(Collected data)
______

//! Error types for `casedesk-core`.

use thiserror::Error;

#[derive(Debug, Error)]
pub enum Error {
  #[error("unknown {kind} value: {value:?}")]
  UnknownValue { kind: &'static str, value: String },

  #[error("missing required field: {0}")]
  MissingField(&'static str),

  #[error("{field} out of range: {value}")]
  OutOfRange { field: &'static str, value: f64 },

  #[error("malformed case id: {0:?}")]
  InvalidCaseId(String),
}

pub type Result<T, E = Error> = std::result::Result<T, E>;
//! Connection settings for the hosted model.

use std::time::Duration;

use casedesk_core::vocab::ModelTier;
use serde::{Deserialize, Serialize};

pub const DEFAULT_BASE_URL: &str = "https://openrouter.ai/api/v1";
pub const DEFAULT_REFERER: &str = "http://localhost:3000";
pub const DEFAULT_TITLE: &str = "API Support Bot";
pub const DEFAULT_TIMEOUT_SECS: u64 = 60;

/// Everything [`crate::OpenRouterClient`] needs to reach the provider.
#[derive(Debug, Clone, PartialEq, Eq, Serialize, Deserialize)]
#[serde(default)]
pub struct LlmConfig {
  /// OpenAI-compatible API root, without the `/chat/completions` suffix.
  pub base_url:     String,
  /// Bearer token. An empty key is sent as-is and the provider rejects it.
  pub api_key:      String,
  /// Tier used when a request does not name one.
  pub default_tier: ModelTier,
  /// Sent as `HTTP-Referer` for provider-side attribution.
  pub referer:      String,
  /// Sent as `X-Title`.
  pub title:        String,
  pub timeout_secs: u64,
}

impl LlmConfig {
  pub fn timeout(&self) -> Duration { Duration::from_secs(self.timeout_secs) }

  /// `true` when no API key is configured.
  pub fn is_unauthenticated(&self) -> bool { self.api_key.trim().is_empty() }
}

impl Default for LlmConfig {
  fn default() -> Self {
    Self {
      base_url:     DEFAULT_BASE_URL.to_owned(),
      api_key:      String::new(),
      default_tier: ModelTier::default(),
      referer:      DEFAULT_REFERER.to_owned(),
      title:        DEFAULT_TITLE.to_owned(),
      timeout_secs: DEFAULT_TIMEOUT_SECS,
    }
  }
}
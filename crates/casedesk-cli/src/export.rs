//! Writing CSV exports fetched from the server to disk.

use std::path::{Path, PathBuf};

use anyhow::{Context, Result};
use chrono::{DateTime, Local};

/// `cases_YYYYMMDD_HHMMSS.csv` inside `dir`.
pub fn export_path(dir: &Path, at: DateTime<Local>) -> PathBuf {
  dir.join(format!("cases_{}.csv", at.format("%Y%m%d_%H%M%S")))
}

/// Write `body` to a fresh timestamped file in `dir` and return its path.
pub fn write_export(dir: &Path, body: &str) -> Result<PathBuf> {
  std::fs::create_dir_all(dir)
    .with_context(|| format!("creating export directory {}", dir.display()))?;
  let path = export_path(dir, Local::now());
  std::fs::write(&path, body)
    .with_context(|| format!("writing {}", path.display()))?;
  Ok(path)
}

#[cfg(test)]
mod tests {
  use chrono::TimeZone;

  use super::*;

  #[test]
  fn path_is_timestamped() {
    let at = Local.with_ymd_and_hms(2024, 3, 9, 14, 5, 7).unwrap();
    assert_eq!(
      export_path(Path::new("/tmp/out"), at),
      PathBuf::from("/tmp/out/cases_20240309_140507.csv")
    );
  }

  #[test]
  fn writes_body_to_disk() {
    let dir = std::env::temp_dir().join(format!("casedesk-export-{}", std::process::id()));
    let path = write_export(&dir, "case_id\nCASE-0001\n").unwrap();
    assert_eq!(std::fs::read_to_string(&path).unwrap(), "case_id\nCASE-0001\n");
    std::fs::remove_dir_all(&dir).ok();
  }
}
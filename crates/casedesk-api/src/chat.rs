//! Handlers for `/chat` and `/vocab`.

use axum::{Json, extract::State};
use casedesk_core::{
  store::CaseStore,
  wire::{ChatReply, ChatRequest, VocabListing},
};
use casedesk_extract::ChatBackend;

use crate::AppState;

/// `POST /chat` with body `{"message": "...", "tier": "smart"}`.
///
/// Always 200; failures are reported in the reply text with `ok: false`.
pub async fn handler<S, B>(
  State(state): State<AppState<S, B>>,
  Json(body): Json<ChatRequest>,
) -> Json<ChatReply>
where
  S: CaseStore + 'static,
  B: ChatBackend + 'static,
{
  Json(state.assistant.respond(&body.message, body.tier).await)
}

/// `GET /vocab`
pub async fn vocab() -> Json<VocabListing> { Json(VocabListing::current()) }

______

* YOUR GOAL: Reproduce word for word the lines of the records above, beginning at the first and ending with the line where "for provider-side attribution." appears, and nothing past it.

* SOLUTION TO THE EXERCISE:
//! Error types for `casedesk-core`.

use thiserror::Error;

#[derive(Debug, Error)]
pub enum Error {
  #[error("unknown {kind} value: {value:?}")]
  UnknownValue { kind: &'static str, value: String },

  #[error("missing required field: {0}")]
  MissingField(&'static str),

  #[error("{field} out of range: {value}")]
  OutOfRange { field: &'static str, value: f64 },

  #[error("malformed case id: {0:?}")]
  InvalidCaseId(String),
}

pub type Result<T, E = Error> = std::result::Result<T, E>;
//! Connection settings for the hosted model.

use std::time::Duration;

use casedesk_core::vocab::ModelTier;
use serde::{Deserialize, Serialize};

pub const DEFAULT_BASE_URL: &str = "https://openrouter.ai/api/v1";
pub const DEFAULT_REFERER: &str = "http://localhost:3000";
pub const DEFAULT_TITLE: &str = "API Support Bot";
pub const DEFAULT_TIMEOUT_SECS: u64 = 60;

/// Everything [`crate::OpenRouterClient`] needs to reach the provider.
#[derive(Debug, Clone, PartialEq, Eq, Serialize, Deserialize)]
#[serde(default)]
pub struct LlmConfig {
  /// OpenAI-compatible API root, without the `/chat/completions` suffix.
  pub base_url:     String,
  /// Bearer token. An empty key is sent as-is and the provider rejects it.
  pub api_key:      String,
  /// Tier used when a request does not name one.
  pub default_tier: ModelTier,
  /// Sent as `HTTP-Referer` for provider-side attribution.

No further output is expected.